Roy Williams and his wife Wanda.
By TOM SHANAHAN
The Twitter world can move on to another subject. Royal family speculation has longer legs than theories Williams concocted a scheme behind his latest donation to his alma mater.
North Carolina coach Roy Williams didn’t donate $3 million on Monday as his retirement swan song entering the 2021 basketball post-season. Nor was it way to win favor with athletic director Bubba Cunningham to remain coaching the Tar Heels another year.
“Us giving to the university is what we do,” said Williams, referring to his wife, Wanda, in a Tuesday Zoom call advancing the ACC tournament in Greensboro. “I don’t need to buy another year from Bubba. I’m here till 2028. You think I need another year. I’m coaching my butt off! That’s what I’m concerned about.”
North Carolina (16-9, 10-6 ACC), the No. 6 seed, opens the ACC tournament in the 9 p.m. Wednesday game in Greensboro. The Tar Heels face the winner of the opening round game Tuesday between No. 11 seed Notre Dame (10-14, 7-11 ACC) and No. 14 Wake Forest (6-15, 3-15 ACC).
Williams said there also was nothing symbolic about kissing the the floor after Saturday’s win over Duke. He said he’s thought about it in the past and regrets having never done at Allen Fieldhouse when he was the head coach at Kansas, 1988-2003.
Twitter jumped to all those above conclusions after North Carolina sent out a release about the donation.
Williams and his wife have made donations in the past anonymously and that was again the case with this $3 million donation. It was made in the fall, but Williams was encouraged by David Routh, vice-chancellor University Development, to make the donation public.
“David Routh in the development office thought it was something that would encourage other people to give,” Williams said. “I’ve already had three calls from people that have decided they’re going to give. What he thought might happened has happened.”
Williams added he heard from Routh that he has taken similar calls.
The scholarship designates $1.5 million to Carolina Covenant, which is for low-income students, $1 million to Carolina Athletics and $500,000 to Chancellor’s Science and Scholars program to promote diversity opportunities in math and science.
Williams wife, a former high school teacher, said in UNC’s news release, “The Carolina Covenant is near and dear to our hearts.

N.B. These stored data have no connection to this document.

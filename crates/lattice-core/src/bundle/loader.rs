use std::collections::HashMap;
use std::fmt::{self, Debug};
use std::panic::{self, AssertUnwindSafe};
use std::sync::Arc;

use libloading::{Library, Symbol};
use parking_lot::RwLock;

use crate::bundle::BundleError;
use crate::bundle::activator::{ActivatorConstructorFn, ActivatorDestructorFn, ActivatorInstance, BundleActivator};
use crate::kernel::guard::panic_message;

/// A loaded bundle module.
pub trait ModuleHandle: Send + Sync + Debug {
    fn location(&self) -> &str;

    fn is_loaded(&self) -> bool;

    /// Creates the module's activator through its exported constructor.
    fn activator(self: Arc<Self>, constructor: &str, destructor: &str) -> Result<ActivatorInstance, BundleError>;
}

/// Turns a bundle location into a loaded module.
pub trait ModuleLoader: Send + Sync + Debug {
    fn load(&self, location: &str, flags: i32) -> Result<Arc<dyn ModuleHandle>, BundleError>;
}

/// Loads shared libraries with `libloading`.
#[derive(Debug, Default, Clone, Copy)]
pub struct LibraryLoader;

impl LibraryLoader {
    pub fn new() -> Self {
        Self
    }
}

impl ModuleLoader for LibraryLoader {
    fn load(&self, location: &str, flags: i32) -> Result<Arc<dyn ModuleHandle>, BundleError> {
        let library = open_library(location, flags).map_err(|e| BundleError::Load {
            location: location.to_string(),
            message: format!("libloading error: {e}"),
        })?;
        log::debug!(target: "lattice::bundle", "Loaded shared library '{}'", location);
        Ok(Arc::new(LibraryModule { location: location.to_string(), library }))
    }
}

#[cfg(unix)]
fn open_library(location: &str, flags: i32) -> Result<Library, libloading::Error> {
    // SAFETY: running library initialisers is inherent to loading a bundle.
    unsafe {
        if flags != 0 {
            libloading::os::unix::Library::open(Some(location), flags).map(Library::from)
        } else {
            Library::new(location)
        }
    }
}

#[cfg(not(unix))]
fn open_library(location: &str, _flags: i32) -> Result<Library, libloading::Error> {
    // SAFETY: see the unix variant.
    unsafe { Library::new(location) }
}

struct LibraryModule {
    location: String,
    library: Library,
}

impl Debug for LibraryModule {
    fn fmt(&self, f: &mut fmt::Formatter<'_>) -> fmt::Result {
        f.debug_struct("LibraryModule").field("location", &self.location).finish_non_exhaustive()
    }
}

impl LibraryModule {
    fn symbol<T: Copy>(&self, name: &str) -> Result<T, BundleError> {
        let mut bytes = name.as_bytes().to_vec();
        bytes.push(0);
        // SAFETY: the symbol types are fixed by the export macro.
        let symbol: Symbol<T> = unsafe { self.library.get(&bytes) }.map_err(|_| BundleError::MissingSymbol {
            location: self.location.clone(),
            symbol: name.to_string(),
        })?;
        Ok(*symbol)
    }
}

impl ModuleHandle for LibraryModule {
    fn location(&self) -> &str {
        &self.location
    }

    fn is_loaded(&self) -> bool {
        true
    }

    fn activator(self: Arc<Self>, constructor: &str, destructor: &str) -> Result<ActivatorInstance, BundleError> {
        let create: ActivatorConstructorFn = self.symbol(constructor)?;
        let destroy: ActivatorDestructorFn = self.symbol(destructor)?;
        // SAFETY: `create` is the exported constructor.
        let raw = panic::catch_unwind(|| unsafe { create() }).map_err(|payload| BundleError::Load {
            location: self.location.clone(),
            message: format!("activator constructor panicked: {}", panic_message(payload.as_ref())),
        })?;
        if raw.is_null() {
            return Err(BundleError::Load {
                location: self.location.clone(),
                message: "activator constructor returned null".to_string(),
            });
        }
        // SAFETY: `raw` came from the paired constructor.
        Ok(unsafe { ActivatorInstance::from_raw(raw, destroy, self) })
    }
}

/// Builds the activator of a statically linked bundle.
pub type ActivatorConstructor = Arc<dyn Fn() -> Box<dyn BundleActivator> + Send + Sync>;

/// Resolves locations to activators compiled into the host binary, and
/// hands any other location to an optional fallback loader.
#[derive(Default)]
pub struct StaticModuleLoader {
    modules: RwLock<HashMap<String, ActivatorConstructor>>,
    fallback: Option<Arc<dyn ModuleLoader>>,
}

impl StaticModuleLoader {
    pub fn new() -> Self {
        Self::default()
    }

    pub fn with_fallback(fallback: Arc<dyn ModuleLoader>) -> Self {
        Self { modules: RwLock::new(HashMap::new()), fallback: Some(fallback) }
    }

    pub fn register<F, A>(&self, location: impl Into<String>, constructor: F)
    where
        F: Fn() -> A + Send + Sync + 'static,
        A: BundleActivator + 'static,
    {
        let constructor: ActivatorConstructor = Arc::new(move || Box::new(constructor()) as Box<dyn BundleActivator>);
        self.modules.write().insert(location.into(), constructor);
    }

    pub fn unregister(&self, location: &str) -> bool {
        self.modules.write().remove(location).is_some()
    }

    pub fn contains(&self, location: &str) -> bool {
        self.modules.read().contains_key(location)
    }
}

impl Debug for StaticModuleLoader {
    fn fmt(&self, f: &mut fmt::Formatter<'_>) -> fmt::Result {
        let mut locations: Vec<String> = self.modules.read().keys().cloned().collect();
        locations.sort();
        f.debug_struct("StaticModuleLoader")
            .field("modules", &locations)
            .field("fallback", &self.fallback)
            .finish()
    }
}

impl ModuleLoader for StaticModuleLoader {
    fn load(&self, location: &str, flags: i32) -> Result<Arc<dyn ModuleHandle>, BundleError> {
        if let Some(constructor) = self.modules.read().get(location).cloned() {
            return Ok(Arc::new(StaticModule { location: location.to_string(), constructor }));
        }
        match &self.fallback {
            Some(fallback) => fallback.load(location, flags),
            None => Err(BundleError::Load {
                location: location.to_string(),
                message: "no statically linked module is registered for this location".to_string(),
            }),
        }
    }
}

struct StaticModule {
    location: String,
    constructor: ActivatorConstructor,
}

impl Debug for StaticModule {
    fn fmt(&self, f: &mut fmt::Formatter<'_>) -> fmt::Result {
        f.debug_struct("StaticModule").field("location", &self.location).finish_non_exhaustive()
    }
}

impl ModuleHandle for StaticModule {
    fn location(&self) -> &str {
        &self.location
    }

    fn is_loaded(&self) -> bool {
        true
    }

    fn activator(self: Arc<Self>, _constructor: &str, _destructor: &str) -> Result<ActivatorInstance, BundleError> {
        panic::catch_unwind(AssertUnwindSafe(|| (self.constructor)()))
            .map(ActivatorInstance::Native)
            .map_err(|payload| BundleError::Load {
                location: self.location.clone(),
                message: format!("activator constructor panicked: {}", panic_message(payload.as_ref())),
            })
    }
}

When Roy came to school here, his mother handed him $100 and said, ‘Have fun.’ If he had been going to school now, he would have been a Carolina Covenant Scholar.”
Williams, 70, whose salary has been listed as $3.9 per year, and his wife have donated $5.8 million over the past 18 years, but his donations also date to back to before he hit the lottery with the explosion of coaching salaries.
He donated $5,000 toward building the Smith Center, named for his mentor, Dean Smith. The Smith Center opened in 1986 when he was still an assistant for Smith at UNC.
Williams remained a Smith assistant until he left for Kansas as head coach, 1988-2003, and then returned to North Carolina as head coach, in 2004. He first arrived in Chapel Hill as a freshman on the JV team, 1968-69, with little money in his pocket. That spurred the donation to Covenant Carolina.
Williams was caught off guard by the misinterpreted Twitter reactions as well as the praise.
“If my wife didn’t have a phone, I wouldn’t know anything about it,” he said. “I think it got carried away.”
North Carolina continues to struggle with inconsistent play and remains unranked, but the Tar Heels have won four of their last six and picked up two votes among others in the USA Today coaches poll. One of the wins was an upset of No. 15-ranked Florida State, the No. 2 ACC seed.
UNC sophomore center Armando Bacot was named third-team All-ACC. He leads the balanced scoring with 11.7 points a game and is second in rebounding at 7.6.
Freshmen Day’Ron Sharpe and Caleb Love made the All-Freshman team and freshmen Kerwin Walton and R.J. Davis the All-Academic team.